Wow...this yearning to be foolish has been driving me for months now. I became awake last spring in a red, red room with a deep fire in me to be foolish...to say, wait, I'm not 80! I am still young, and I still have a body that can dance, and I have passion and creativity and fun and silliness. For so much of my life I've played the role of the responsible one, and it is so hard for me to let go. People are always surprised to find out my true age...they always think I'm older because of how I act, because of my ability to be practical and responsible and in charge and in control. In college, when I still thought I was going to be a medical doctor, I pushed away someone very dear to me because being around them I was playful and silly and acted my age...that was too threatening to my practical self, so I told them they were too immature for me, and stopped responding to their emails.

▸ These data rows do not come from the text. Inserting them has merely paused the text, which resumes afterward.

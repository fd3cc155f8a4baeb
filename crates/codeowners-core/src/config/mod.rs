//! Plugin configuration: general defaults, per-project settings, and
//! per-branch overrides, resolved into a flat [`BranchSettings`].
//!
//! ```json
//! {
//!   "general": { "backend": "find-owners", "required_approval": "Code-Review+1" },
//!   "projects": {
//!     "platform": {
//!       "settings": { "fallback_code_owners": "ALL_USERS" },
//!       "branches": { "refs/heads/stable": { "required_approval": "Code-Review+2" } }
//!     }
//!   }
//! }
//! ```
//!
//! Branch overrides win over project settings, project settings win over
//! settings inherited from parent projects, and those win over `general`.

pub mod approval;

use std::collections::{BTreeMap, HashSet};
use std::fmt;
use std::path::Path;
use std::str::FromStr;

use regex::Regex;
use serde::{Deserialize, Serialize};
use tracing::{debug, info};

use crate::backend::{find_owners, BackendRegistry};
use crate::errors::{OwnersError, OwnersResult};
use crate::models::{BranchNameKey, CodeOwnerReference};
use crate::query::guards::{clamp_import_depth, parse_flag, DEFAULT_MAX_IMPORT_DEPTH};
use crate::store::RepositoryStorage;

pub use approval::RequiredApproval;

pub const ENV_DISABLED: &str = "CODEOWNERS_DISABLED";
pub const ENV_FALLBACK: &str = "CODEOWNERS_FALLBACK";
pub const ENV_MAX_IMPORT_DEPTH: &str = "CODEOWNERS_MAX_IMPORT_DEPTH";

// ---------------------------------------------------------------------------
// Policies
// ---------------------------------------------------------------------------

/// Who owns paths for which no declaration defines owners.
#[derive(Clone, Copy, Debug, Default, PartialEq, Eq, Serialize, Deserialize)]
#[serde(rename_all = "SCREAMING_SNAKE_CASE")]
pub enum FallbackCodeOwners {
    #[default]
    None,
    AllUsers,
    ProjectOwners,
}

impl FromStr for FallbackCodeOwners {
    type Err = OwnersError;

    fn from_str(value: &str) -> Result<Self, Self::Err> {
        match value.trim().to_uppercase().as_str() {
            "NONE" => Ok(FallbackCodeOwners::None),
            "ALL_USERS" => Ok(FallbackCodeOwners::AllUsers),
            "PROJECT_OWNERS" => Ok(FallbackCodeOwners::ProjectOwners),
            other => Err(OwnersError::configuration(format!(
                "invalid fallback code owners '{other}' (expected NONE, ALL_USERS or PROJECT_OWNERS)"
            ))),
        }
    }
}

impl fmt::Display for FallbackCodeOwners {
    fn fmt(&self, f: &mut fmt::Formatter<'_>) -> fmt::Result {
        f.write_str(match self {
            FallbackCodeOwners::None => "NONE",
            FallbackCodeOwners::AllUsers => "ALL_USERS",
            FallbackCodeOwners::ProjectOwners => "PROJECT_OWNERS",
        })
    }
}

/// Which files of a merge commit need code owner approval.
#[derive(Clone, Copy, Debug, Default, PartialEq, Eq, Serialize, Deserialize)]
#[serde(rename_all = "SCREAMING_SNAKE_CASE")]
pub enum MergeCommitStrategy {
    /// Every file that differs from the first parent.
    #[default]
    AllChangedFiles,
    /// Only files that differ from the auto-merge, i.e. conflict resolutions.
    FilesWithConflictResolution,
}

// ---------------------------------------------------------------------------
// Raw settings
// ---------------------------------------------------------------------------

/// One layer of settings; unset fields fall through to the layer below.
#[derive(Clone, Debug, Default, PartialEq, Eq, Serialize, Deserialize)]
#[serde(default, deny_unknown_fields)]
pub struct SettingsOverlay {
    pub disabled: Option<bool>,
    /// Regular expressions matched against full branch names.
    pub disabled_branches: Option<Vec<String>>,
    pub backend: Option<String>,
    pub file_extension: Option<String>,
    pub required_approval: Option<String>,
    pub override_approvals: Option<Vec<String>>,
    pub fallback_code_owners: Option<FallbackCodeOwners>,
    pub global_code_owners: Option<Vec<String>>,
    pub exempted_users: Option<Vec<String>>,
    pub enable_implicit_approvals: Option<bool>,
    pub ignore_self_approval: Option<bool>,
    pub merge_commit_strategy: Option<MergeCommitStrategy>,
    pub max_import_depth: Option<usize>,
    pub allowed_email_domains: Option<Vec<String>>,
    pub reject_non_resolvable_code_owners: Option<bool>,
    pub reject_non_resolvable_imports: Option<bool>,
    pub enforce_visibility: Option<bool>,
}

macro_rules! overlay_fields {
    ($target:expr, $source:expr, $($field:ident),+ $(,)?) => {
        $(
            if let Some(value) = &$source.$field {
                $target.$field = Some(value.clone());
            }
        )+
    };
}

impl SettingsOverlay {
    /// Apply `other` on top of `self`.
    pub fn overlay(&mut self, other: &SettingsOverlay) {
        overlay_fields!(
            self,
            other,
            disabled,
            disabled_branches,
            backend,
            file_extension,
            required_approval,
            override_approvals,
            fallback_code_owners,
            global_code_owners,
            exempted_users,
            enable_implicit_approvals,
            ignore_self_approval,
            merge_commit_strategy,
            max_import_depth,
            allowed_email_domains,
            reject_non_resolvable_code_owners,
            reject_non_resolvable_imports,
            enforce_visibility,
        );
    }

    fn validate(&self, scope: &str, registry: &BackendRegistry) -> OwnersResult<()> {
        let scoped = |e: OwnersError| match e {
            OwnersError::Configuration(message) => {
                OwnersError::configuration(format!("{scope}: {message}"))
            }
            other => other,
        };
        if let Some(backend) = &self.backend {
            registry.get(backend).map_err(scoped)?;
        }
        if let Some(spec) = &self.required_approval {
            spec.parse::<RequiredApproval>().map_err(scoped)?;
        }
        for spec in self.override_approvals.iter().flatten() {
            spec.parse::<RequiredApproval>().map_err(scoped)?;
        }
        for pattern in self.disabled_branches.iter().flatten() {
            compile_branch_pattern(pattern).map_err(scoped)?;
        }
        if self.max_import_depth == Some(0) {
            return Err(OwnersError::configuration(format!(
                "{scope}: max_import_depth must be at least 1"
            )));
        }
        if let Some(ext) = &self.file_extension {
            if ext.contains('/') || ext.contains('.') {
                return Err(OwnersError::configuration(format!(
                    "{scope}: file_extension '{ext}' must not contain '/' or '.'"
                )));
            }
        }
        Ok(())
    }
}

fn compile_branch_pattern(pattern: &str) -> OwnersResult<Regex> {
    Regex::new(&format!("^(?:{pattern})$")).map_err(|e| {
        OwnersError::configuration(format!("invalid disabled branch pattern '{pattern}': {e}"))
    })
}

/// Plugin-wide defaults are a plain overlay.
pub type GeneralConfig = SettingsOverlay;

#[derive(Clone, Debug, Default, PartialEq, Eq, Serialize, Deserialize)]
#[serde(default, deny_unknown_fields)]
pub struct ProjectConfig {
    pub settings: SettingsOverlay,
    /// Overrides keyed by full branch name.
    pub branches: BTreeMap<String, SettingsOverlay>,
}

#[derive(Clone, Debug, Default, PartialEq, Eq, Serialize, Deserialize)]
#[serde(default, deny_unknown_fields)]
pub struct CodeOwnersConfig {
    pub general: GeneralConfig,
    pub projects: BTreeMap<String, ProjectConfig>,
}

For the last year, I've been on a pendulum swing back and forth between wanting to act with total foolishness and reckless abandon and wanting to maintain my 80-year-old, stodgy, practical self. Most days I am able to find the balance, the middle path, but occasionally I want to just chuck it all and start over with my life or push away all the playful, silly stuff (and people). Finding the middle path is not always easy. Maybe it is all just my saturn return.